▶ WORK ITEM: Exactly the lines from the opening of the data through the line containing "#[derive(Debug, Error)]" should be reproduced, please, with nothing added.

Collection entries
────────────────────────────────────────
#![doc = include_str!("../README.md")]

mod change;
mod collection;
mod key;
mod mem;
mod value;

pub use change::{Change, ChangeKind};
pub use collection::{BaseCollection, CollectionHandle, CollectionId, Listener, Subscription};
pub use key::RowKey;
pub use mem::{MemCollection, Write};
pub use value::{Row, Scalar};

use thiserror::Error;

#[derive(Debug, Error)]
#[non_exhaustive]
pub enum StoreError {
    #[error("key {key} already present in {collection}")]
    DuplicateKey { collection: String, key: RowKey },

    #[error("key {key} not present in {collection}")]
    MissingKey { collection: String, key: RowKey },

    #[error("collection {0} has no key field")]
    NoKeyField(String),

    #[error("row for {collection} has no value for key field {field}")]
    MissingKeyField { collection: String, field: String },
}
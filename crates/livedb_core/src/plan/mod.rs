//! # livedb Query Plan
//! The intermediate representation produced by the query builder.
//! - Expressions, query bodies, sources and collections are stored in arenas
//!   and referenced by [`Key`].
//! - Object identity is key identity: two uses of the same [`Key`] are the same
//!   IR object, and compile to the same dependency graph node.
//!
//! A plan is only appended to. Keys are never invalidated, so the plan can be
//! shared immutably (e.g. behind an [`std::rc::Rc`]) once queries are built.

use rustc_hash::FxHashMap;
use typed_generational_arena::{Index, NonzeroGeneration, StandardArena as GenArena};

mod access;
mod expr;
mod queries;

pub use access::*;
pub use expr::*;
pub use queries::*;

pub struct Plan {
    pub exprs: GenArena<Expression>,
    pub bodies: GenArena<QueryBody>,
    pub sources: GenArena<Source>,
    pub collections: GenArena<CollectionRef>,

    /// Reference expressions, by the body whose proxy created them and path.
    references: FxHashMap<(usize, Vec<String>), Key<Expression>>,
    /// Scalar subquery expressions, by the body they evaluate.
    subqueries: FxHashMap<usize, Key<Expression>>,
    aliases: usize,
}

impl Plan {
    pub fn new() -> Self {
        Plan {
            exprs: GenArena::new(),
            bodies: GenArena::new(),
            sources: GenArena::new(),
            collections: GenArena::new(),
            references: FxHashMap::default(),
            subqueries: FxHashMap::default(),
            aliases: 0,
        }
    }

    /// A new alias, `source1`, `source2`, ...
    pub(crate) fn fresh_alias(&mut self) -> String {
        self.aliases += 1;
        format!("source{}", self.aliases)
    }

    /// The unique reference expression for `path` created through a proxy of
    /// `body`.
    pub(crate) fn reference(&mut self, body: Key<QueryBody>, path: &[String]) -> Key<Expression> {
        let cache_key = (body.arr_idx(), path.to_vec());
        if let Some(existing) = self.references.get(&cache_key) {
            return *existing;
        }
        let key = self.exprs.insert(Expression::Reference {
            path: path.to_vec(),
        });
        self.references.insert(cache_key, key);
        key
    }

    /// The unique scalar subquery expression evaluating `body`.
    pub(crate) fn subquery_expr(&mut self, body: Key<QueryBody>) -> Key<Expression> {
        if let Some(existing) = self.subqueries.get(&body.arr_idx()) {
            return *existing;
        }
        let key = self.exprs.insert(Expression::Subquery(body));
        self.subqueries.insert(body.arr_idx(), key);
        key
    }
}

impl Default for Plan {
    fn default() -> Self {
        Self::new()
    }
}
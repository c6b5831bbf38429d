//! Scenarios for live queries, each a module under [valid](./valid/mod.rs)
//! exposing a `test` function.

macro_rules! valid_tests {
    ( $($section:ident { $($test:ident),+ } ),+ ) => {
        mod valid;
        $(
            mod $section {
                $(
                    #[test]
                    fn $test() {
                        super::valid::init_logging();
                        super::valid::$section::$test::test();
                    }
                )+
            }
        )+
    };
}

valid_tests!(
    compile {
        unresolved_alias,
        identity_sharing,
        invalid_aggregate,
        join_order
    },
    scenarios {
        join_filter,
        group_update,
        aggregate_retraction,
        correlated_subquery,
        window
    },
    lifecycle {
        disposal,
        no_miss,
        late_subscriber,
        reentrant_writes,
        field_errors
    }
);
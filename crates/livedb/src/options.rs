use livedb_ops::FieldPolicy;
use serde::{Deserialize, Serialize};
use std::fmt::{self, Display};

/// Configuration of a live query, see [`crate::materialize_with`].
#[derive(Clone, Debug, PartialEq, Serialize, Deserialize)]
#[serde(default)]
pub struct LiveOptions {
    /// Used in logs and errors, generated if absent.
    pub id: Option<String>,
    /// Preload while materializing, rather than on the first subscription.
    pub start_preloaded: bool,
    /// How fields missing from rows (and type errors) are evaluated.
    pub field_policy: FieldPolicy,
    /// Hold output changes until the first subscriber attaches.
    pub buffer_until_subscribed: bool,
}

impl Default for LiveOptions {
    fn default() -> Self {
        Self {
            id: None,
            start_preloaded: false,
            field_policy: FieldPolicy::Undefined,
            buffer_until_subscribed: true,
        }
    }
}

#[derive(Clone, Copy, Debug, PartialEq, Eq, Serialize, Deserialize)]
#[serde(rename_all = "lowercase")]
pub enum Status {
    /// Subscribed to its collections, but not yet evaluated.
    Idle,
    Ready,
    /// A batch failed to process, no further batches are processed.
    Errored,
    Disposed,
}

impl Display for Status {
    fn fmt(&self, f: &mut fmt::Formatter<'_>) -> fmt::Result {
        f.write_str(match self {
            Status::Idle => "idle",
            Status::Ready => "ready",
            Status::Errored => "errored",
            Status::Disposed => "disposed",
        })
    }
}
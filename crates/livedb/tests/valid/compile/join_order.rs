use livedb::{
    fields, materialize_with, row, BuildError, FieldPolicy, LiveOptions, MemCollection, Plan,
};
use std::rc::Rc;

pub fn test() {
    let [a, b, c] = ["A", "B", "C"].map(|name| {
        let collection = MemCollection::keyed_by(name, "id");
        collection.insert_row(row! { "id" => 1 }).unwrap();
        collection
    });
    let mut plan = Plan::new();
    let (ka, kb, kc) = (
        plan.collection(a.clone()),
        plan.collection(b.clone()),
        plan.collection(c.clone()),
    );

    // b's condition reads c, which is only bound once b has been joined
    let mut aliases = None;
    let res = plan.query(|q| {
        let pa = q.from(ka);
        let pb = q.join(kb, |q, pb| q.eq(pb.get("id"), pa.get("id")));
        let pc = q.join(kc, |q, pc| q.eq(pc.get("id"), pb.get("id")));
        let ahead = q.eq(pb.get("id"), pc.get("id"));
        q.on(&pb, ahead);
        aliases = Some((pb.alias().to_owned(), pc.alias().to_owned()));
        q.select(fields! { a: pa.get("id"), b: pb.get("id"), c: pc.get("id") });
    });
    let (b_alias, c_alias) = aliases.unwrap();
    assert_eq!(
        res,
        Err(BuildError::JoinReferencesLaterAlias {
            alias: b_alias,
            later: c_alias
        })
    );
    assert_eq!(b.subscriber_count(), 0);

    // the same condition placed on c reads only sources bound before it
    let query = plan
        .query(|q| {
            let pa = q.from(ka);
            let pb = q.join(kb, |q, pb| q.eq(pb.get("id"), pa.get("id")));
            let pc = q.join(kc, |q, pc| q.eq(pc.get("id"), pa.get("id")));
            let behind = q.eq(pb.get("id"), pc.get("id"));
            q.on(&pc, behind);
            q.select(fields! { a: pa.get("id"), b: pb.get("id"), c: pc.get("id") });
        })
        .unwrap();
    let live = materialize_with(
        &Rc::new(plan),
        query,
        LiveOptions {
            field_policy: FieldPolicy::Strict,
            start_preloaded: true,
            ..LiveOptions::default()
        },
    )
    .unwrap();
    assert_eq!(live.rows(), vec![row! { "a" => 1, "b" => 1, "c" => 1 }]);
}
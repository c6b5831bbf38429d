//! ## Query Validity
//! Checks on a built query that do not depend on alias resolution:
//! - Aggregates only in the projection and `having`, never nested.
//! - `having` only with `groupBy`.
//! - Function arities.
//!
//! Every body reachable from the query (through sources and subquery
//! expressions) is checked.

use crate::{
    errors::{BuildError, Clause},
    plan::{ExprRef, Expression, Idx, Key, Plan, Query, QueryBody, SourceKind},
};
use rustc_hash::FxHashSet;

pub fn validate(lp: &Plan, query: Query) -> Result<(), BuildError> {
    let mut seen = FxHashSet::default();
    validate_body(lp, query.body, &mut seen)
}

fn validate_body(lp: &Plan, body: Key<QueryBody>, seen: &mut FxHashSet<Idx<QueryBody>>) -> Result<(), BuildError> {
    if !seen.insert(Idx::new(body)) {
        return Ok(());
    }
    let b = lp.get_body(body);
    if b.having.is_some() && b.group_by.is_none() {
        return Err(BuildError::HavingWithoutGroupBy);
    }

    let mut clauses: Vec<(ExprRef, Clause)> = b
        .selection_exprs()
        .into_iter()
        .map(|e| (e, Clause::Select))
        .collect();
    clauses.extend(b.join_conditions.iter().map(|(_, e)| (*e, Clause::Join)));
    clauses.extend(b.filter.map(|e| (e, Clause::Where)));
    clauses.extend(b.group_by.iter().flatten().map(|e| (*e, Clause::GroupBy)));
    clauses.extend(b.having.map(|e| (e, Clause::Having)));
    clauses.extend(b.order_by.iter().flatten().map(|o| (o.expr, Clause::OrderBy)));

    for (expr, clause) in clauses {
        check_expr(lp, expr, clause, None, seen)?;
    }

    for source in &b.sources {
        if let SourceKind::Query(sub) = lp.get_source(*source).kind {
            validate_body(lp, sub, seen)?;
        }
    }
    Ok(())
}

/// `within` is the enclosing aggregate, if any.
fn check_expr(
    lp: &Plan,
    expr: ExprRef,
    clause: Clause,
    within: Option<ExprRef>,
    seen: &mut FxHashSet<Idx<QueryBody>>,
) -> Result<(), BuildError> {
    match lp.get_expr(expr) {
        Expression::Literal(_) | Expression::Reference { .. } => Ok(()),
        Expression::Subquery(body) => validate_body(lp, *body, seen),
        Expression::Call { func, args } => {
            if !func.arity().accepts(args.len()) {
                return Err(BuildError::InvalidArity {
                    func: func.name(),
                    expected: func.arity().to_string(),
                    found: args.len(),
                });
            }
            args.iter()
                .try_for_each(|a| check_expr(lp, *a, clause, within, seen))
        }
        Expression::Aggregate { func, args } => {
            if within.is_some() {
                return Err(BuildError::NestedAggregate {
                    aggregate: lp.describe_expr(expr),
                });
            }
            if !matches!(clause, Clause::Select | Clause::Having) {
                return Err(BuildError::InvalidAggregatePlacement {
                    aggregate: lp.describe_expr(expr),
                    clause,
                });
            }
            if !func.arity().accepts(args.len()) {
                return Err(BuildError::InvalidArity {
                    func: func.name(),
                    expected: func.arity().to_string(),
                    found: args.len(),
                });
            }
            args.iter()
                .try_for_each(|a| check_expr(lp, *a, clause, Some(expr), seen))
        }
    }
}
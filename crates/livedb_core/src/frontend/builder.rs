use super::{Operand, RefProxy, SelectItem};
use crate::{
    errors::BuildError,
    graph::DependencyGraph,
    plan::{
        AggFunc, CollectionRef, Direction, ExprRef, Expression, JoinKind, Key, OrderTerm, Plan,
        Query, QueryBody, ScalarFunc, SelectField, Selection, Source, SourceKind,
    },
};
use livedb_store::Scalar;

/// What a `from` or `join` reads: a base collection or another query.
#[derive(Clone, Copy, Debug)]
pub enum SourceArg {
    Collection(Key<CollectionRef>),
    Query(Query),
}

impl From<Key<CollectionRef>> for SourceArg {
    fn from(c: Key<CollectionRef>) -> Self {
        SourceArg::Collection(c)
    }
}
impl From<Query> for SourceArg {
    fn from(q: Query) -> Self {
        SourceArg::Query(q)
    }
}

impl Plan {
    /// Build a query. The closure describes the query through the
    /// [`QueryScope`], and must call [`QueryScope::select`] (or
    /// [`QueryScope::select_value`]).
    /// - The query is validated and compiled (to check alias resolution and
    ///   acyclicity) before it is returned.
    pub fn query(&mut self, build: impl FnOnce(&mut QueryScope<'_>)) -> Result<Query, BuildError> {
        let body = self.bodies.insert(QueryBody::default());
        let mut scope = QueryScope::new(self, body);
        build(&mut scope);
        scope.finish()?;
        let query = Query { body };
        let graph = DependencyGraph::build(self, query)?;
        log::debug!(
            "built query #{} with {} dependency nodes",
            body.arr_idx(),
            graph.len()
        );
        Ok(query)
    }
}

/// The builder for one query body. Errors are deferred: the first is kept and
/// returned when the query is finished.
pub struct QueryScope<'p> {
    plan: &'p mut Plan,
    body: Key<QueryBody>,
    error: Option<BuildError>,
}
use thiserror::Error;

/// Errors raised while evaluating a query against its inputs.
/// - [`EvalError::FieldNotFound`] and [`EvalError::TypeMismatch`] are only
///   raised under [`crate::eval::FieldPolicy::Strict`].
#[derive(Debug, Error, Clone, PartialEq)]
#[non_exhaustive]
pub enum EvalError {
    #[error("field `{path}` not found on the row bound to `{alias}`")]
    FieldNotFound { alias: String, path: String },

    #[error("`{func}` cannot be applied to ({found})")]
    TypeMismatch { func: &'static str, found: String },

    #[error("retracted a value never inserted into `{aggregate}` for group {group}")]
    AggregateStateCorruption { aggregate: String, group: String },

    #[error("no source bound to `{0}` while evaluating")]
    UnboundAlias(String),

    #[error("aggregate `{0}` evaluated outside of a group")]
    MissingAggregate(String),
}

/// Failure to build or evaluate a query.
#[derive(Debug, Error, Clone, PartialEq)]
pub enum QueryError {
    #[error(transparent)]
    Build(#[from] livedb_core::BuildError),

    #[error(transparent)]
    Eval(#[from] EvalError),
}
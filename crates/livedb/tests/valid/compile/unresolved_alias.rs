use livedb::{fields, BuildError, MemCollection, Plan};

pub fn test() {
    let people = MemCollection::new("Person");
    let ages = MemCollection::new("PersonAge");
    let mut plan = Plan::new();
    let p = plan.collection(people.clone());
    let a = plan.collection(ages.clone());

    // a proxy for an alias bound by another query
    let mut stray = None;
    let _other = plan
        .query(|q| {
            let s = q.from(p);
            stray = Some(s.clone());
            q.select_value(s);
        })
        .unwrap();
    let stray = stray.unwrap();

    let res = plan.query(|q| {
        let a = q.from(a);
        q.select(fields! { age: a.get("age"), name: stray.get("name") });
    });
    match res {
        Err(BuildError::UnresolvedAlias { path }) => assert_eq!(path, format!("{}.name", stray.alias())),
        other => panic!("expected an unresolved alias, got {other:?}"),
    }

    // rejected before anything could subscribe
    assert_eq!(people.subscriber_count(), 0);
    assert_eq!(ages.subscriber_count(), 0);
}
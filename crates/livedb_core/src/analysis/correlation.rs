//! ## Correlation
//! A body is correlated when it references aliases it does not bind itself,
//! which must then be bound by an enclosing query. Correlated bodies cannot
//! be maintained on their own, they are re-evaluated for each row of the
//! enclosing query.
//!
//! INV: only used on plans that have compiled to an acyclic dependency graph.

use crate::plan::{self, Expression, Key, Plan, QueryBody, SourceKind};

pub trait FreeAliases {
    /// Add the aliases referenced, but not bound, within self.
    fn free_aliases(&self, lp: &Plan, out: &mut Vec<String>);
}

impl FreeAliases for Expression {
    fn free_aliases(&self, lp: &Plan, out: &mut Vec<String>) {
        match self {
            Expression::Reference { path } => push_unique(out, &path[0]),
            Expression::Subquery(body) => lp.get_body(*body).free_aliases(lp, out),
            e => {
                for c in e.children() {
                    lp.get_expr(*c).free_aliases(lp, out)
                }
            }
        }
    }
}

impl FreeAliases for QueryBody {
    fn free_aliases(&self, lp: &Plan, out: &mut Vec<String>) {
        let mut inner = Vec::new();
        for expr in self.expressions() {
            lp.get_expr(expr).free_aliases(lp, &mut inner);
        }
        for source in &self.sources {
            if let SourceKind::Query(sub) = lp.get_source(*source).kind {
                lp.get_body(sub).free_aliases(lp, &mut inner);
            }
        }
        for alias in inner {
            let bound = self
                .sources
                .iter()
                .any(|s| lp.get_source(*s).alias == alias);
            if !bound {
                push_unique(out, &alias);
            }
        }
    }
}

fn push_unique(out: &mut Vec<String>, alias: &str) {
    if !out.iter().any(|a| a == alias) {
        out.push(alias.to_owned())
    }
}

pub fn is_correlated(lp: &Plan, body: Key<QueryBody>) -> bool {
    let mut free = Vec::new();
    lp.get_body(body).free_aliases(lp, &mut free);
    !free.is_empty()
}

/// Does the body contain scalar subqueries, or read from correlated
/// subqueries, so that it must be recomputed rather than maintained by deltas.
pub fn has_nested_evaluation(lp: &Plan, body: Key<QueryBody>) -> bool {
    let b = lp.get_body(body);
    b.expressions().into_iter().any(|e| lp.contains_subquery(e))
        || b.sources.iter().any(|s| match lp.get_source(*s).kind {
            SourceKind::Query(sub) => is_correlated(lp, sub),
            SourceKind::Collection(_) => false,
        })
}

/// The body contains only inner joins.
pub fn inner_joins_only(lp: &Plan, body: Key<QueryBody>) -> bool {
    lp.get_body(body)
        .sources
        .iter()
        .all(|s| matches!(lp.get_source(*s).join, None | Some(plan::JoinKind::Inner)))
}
────────────────────────────────────────
▶ ANSWER BOX:
#![doc = include_str!("../README.md")]

mod change;
mod collection;
mod key;
mod mem;
mod value;

pub use change::{Change, ChangeKind};
pub use collection::{BaseCollection, CollectionHandle, CollectionId, Listener, Subscription};
pub use key::RowKey;
pub use mem::{MemCollection, Write};
pub use value::{Row, Scalar};

use thiserror::Error;

#[derive(Debug, Error)]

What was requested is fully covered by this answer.